It Could Be Any One Of Us

It Could Be Any One Of Us

The scene is set. A dark and stormy night in the wilds of Northern England. A Victorian mansion which was splendid in its day and richly furnished, but which is now rather dilapidated and in need of some TLC. And to cap it all off, a rather dysfunctional family who have just been told they have been disinherited in favour of an almost complete stranger, and will be homeless and penniless on the death of the head of the family. Is it any surprise then that a murder is about to be committed?

Playwright Alan Ayckbourn has always enjoyed dissecting family squabbles for our enjoyment, and this comedy/whodunit is no exception. Although it's played mainly for laughs, there are still some chills and thrills along the way, and a challenge to the audience to spot the killer (or killers — we're giving nothing away here!).

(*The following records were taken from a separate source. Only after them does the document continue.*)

//! Library management service: catalog resolution, status buckets,
//! favorites.

use crate::{
    error::{AppError, AppResult},
    models::{
        book::{CatalogBook, LibraryBook, LibraryBuckets, LibraryView, ReadingStatus},
        user::User,
    },
    repository::Repository,
    services::openlibrary::OpenLibraryClient,
};

#[derive(Clone)]
pub struct LibraryService {
    repository: Repository,
    catalog: OpenLibraryClient,
}

/// Result of an add-book request. A title matching several catalog
/// authors without an author filter is not an error, it is a prompt to
/// resubmit with one.
#[derive(Debug)]
pub enum AddBookOutcome {
    Added {
        message: String,
        book: LibraryBook,
    },
    /// The book is already in the library; the existing view rides
    /// along so the caller sees its current status.
    AlreadyInLibrary {
        message: String,
        book: LibraryBook,
    },
    Ambiguous {
        message: String,
        candidates: Vec<CatalogBook>,
    },
}

impl LibraryService {
    pub fn new(repository: Repository, catalog: OpenLibraryClient) -> Self {
        Self { repository, catalog }
    }

    async fn get_user(&self, username: &str) -> AppResult<User> {
        self.repository
            .users
            .get_by_username(username)
            .await?
            .ok_or_else(|| AppError::NotFound(format!("User '{}' not found", username)))
    }

    /// All books in a user's library, grouped by reading status, with
    /// the favorites list alongside.
    pub async fn get_library(&self, username: &str) -> AppResult<LibraryView> {
        let user = self.get_user(username).await?;

        let books = self.repository.books.get_library(user.id).await?;
        let favorites = self.repository.books.get_favorites(user.id).await?;

        Ok(LibraryView {
            books: LibraryBuckets::from_books(books),
            favorites,
        })
    }

    /// Resolve a title against the catalog and add the matching book to
    /// the user's library with status "Want to Read".
    pub async fn add_book(
        &self,
        username: &str,
        title: &str,
        author: Option<&str>,
    ) -> AppResult<AddBookOutcome> {
        let user = self.get_user(username).await?;

        let matches = self.catalog.search(title, author).await?;

        if matches.len() > 1 && author.is_none() {
            // Several authors wrote a book with this title; ask the
            // caller to disambiguate. Nothing is inserted.
            return Ok(AddBookOutcome::Ambiguous {
                message: format!(
                    "I found {} books with that title. Please specify the author's name to help me find the right one:",
                    matches.len()
                ),
                candidates: matches,
            });
        }

        let record = match matches.into_iter().next() {
            Some(record) => record,
            None => {
                return Err(AppError::NotFound(
                    "No books found with that title".to_string(),
                ))
            }
        };

        let book = match self.repository.books.find_by_catalog(&record).await? {
            Some(book) => book,
            None => self.repository.books.create(&record).await?,
        };

        if let Some(existing) = self
            .repository
            .books
            .get_library_book(user.id, book.id)
            .await?
        {
            return Ok(AddBookOutcome::AlreadyInLibrary {
                message: format!(
                    "'{}' by {} is already in your library with status: '{}'",
                    existing.title, existing.author, existing.status
                ),
                book: existing,
            });
        }

        self.repository
            .books
            .add_to_library(user.id, book.id, ReadingStatus::WantToRead)
            .await?;

        tracing::info!(
            "Added '{}' by {} to library of user {}",
            book.title,
            book.author,
            username
        );

        Ok(AddBookOutcome::Added {
            message: format!(
                "Success! '{}' by {} has been added to your library.",
                book.title, book.author
            ),
            book: LibraryBook {
                id: book.id,
                title: book.title,
                author: book.author,
                isbn: book.isbn,
                status: ReadingStatus::WantToRead,
            },
        })
    }

    /// Remove a book from the user's library. The shared catalog row
    /// stays available for other users.
    pub async fn delete_book(&self, username: &str, book_id: i32) -> AppResult<()> {
        let user = self.get_user(username).await?;

        let removed = self
            .repository
            .books
            .remove_from_library(user.id, book_id)
            .await?;

        if !removed {
            return Err(AppError::NotFound(format!(
                "Book with ID {} not found in your personal library",
                book_id
            )));
        }

        tracing::info!("Removed book {} from library of user {}", book_id, username);

        Ok(())
    }

    /// Change the reading status of a library book. The status string
    /// must be one of the three enumerated values.
    pub async fn update_status(
        &self,
        username: &str,
        book_id: i32,
        status: &str,
    ) -> AppResult<LibraryBook> {
        let status: ReadingStatus = status
            .parse()
            .map_err(AppError::InvalidStatus)?;

        let user = self.get_user(username).await?;

        let updated = self
            .repository
            .books
            .update_status(user.id, book_id, status)
            .await?;

        if !updated {
            return Err(AppError::NotFound(format!(
                "Book with ID {} not found in your personal library",
                book_id
            )));
        }

        self.repository
            .books
            .get_library_book(user.id, book_id)
            .await?
            .ok_or_else(|| AppError::Internal("Library entry vanished after update".to_string()))
    }

    /// Mark a library book as favorite. Favoriting implies the book has
    /// been read, so the status is forced to "Read".
    pub async fn add_favorite(
        &self,
        username: &str,
        book_id: i32,
    ) -> AppResult<(String, LibraryBook)> {
        let user = self.get_user(username).await?;

        let book = self
            .repository
            .books
            .get_library_book(user.id, book_id)
            .await?
            .ok_or_else(|| {
                AppError::NotFound(format!(
                    "Book with ID {} not found in your personal library",
                    book_id
                ))
            })?;

        if self.repository.books.is_favorite(user.id, book_id).await? {
            return Err(AppError::Duplicate(format!(
                "'{}' is already in your favorites",
                book.title
            )));
        }

        self.repository
            .books
            .add_favorite_marking_read(user.id, book_id)
            .await?;

        tracing::info!(
            "Marked '{}' as favorite for user {}",
            book.title,
            username
        );

        let message = format!(
            "'{}' has been added to your favorites and marked as Read",
            book.title
        );

        Ok((
            message,
            LibraryBook {
                status: ReadingStatus::Read,
                ..book
            },
        ))
    }
}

The plot revolves around three siblings, whose long-dead mother (who had no artistic talent of her own but fondly hoped that her children did) has set them up in the old family home as a sort of artists' colony. There's Mortimer Chalke (Les Zetlein), the bombastic pianist/composer older brother who holds all the purse strings—and who's just changed his will so disconcertingly in favour of his piano student of 20 years ago, Wendy (Bernadette Abberdan). His nervous, ineffectual younger brother Brinton (Jarrod Chave) claims to be an artist, but nobody has ever seen any of his paintings. Their peace-loving sister Jocelyn (Anita Canala) has written 34 detective novels without managing to finish one of them. Her 16 year-old daughter Amy (Georgia Bolton) is very good at eating but little else, whilst her live-in boyfriend Norris (Jack Robins) dreams of being a 'proper' detective one day. He soon gets his chance, but with clues and red herrings galore, will he finally nail the perpetrator?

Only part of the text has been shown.